Report the lines of the data below that contain the string "description".

**** Record extracts

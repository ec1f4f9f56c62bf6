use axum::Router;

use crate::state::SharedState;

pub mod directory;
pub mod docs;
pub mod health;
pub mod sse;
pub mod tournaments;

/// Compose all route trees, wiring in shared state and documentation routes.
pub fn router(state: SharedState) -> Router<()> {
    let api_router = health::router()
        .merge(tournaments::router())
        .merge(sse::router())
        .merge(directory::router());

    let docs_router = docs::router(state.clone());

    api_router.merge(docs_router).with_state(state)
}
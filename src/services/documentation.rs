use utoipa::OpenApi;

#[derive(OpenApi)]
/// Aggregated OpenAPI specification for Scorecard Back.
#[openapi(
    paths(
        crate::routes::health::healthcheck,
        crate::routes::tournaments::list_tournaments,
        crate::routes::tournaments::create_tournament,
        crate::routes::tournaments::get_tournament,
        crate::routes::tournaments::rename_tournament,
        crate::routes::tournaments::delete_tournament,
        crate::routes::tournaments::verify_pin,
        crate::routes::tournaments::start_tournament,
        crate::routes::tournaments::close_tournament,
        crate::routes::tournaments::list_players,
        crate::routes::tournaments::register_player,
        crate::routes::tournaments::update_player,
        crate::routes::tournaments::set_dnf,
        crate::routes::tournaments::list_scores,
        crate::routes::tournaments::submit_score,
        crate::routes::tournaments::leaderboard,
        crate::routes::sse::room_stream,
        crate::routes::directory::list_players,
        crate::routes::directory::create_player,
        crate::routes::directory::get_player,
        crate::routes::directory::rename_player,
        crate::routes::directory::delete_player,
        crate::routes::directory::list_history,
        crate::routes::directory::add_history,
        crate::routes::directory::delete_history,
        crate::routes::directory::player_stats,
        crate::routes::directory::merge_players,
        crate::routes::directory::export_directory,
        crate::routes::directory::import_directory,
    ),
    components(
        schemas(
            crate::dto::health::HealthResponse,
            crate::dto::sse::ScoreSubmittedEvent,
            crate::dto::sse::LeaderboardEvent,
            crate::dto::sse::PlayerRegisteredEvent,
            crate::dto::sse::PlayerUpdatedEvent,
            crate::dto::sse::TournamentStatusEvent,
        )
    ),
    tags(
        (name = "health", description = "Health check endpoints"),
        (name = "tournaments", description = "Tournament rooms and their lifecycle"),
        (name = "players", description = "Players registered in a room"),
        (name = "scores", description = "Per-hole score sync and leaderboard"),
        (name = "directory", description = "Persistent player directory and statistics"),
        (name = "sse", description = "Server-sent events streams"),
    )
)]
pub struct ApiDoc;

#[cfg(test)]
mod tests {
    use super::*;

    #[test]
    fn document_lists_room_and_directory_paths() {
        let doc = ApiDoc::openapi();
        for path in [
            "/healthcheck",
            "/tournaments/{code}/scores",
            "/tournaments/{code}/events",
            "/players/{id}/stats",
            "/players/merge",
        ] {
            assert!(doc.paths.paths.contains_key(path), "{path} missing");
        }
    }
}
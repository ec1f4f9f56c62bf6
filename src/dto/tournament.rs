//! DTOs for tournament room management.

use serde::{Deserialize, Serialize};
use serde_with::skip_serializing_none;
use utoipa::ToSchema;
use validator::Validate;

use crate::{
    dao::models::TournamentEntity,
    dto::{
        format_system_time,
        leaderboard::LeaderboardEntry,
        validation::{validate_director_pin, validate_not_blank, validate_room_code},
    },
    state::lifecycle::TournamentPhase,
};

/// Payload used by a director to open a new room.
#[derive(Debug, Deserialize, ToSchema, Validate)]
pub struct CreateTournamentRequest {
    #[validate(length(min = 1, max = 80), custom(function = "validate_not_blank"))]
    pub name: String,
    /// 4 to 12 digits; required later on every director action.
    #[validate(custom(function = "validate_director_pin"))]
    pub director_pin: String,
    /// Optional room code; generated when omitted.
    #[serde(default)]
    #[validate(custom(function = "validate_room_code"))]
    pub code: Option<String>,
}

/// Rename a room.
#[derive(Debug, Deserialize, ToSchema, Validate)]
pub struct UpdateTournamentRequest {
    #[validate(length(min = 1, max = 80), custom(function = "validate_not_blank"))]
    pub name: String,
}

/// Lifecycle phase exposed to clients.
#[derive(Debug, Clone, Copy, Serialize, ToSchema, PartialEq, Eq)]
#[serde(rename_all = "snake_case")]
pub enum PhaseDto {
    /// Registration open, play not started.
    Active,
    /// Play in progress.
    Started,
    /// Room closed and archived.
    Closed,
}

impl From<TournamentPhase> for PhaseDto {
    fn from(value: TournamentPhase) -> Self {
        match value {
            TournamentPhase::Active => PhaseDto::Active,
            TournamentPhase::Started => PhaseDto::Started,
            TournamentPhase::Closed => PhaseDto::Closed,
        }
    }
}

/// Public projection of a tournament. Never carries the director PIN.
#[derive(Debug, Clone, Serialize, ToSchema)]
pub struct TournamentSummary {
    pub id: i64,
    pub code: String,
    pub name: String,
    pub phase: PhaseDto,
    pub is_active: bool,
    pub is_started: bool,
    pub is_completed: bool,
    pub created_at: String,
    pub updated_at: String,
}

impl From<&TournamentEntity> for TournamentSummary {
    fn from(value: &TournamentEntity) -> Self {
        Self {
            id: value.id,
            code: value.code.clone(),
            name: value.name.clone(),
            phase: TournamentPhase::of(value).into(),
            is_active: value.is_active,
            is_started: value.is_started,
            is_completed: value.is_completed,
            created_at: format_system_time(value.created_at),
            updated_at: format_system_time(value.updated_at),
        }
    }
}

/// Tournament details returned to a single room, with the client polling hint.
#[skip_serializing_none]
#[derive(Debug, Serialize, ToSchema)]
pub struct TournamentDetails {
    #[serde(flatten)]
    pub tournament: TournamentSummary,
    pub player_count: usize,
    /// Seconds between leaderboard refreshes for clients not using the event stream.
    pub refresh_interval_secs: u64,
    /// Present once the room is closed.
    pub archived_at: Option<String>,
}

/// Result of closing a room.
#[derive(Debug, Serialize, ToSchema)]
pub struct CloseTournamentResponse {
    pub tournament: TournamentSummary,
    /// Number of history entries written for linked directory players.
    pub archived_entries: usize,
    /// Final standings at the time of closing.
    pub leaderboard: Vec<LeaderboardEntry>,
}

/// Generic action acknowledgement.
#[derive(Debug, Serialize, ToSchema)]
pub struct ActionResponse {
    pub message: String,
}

********

#### [Response area]
        (name = "health", description = "Health check endpoints"),
        (name = "tournaments", description = "Tournament rooms and their lifecycle"),
        (name = "players", description = "Players registered in a room"),
        (name = "scores", description = "Per-hole score sync and leaderboard"),
        (name = "directory", description = "Persistent player directory and statistics"),
        (name = "sse", description = "Server-sent events streams"),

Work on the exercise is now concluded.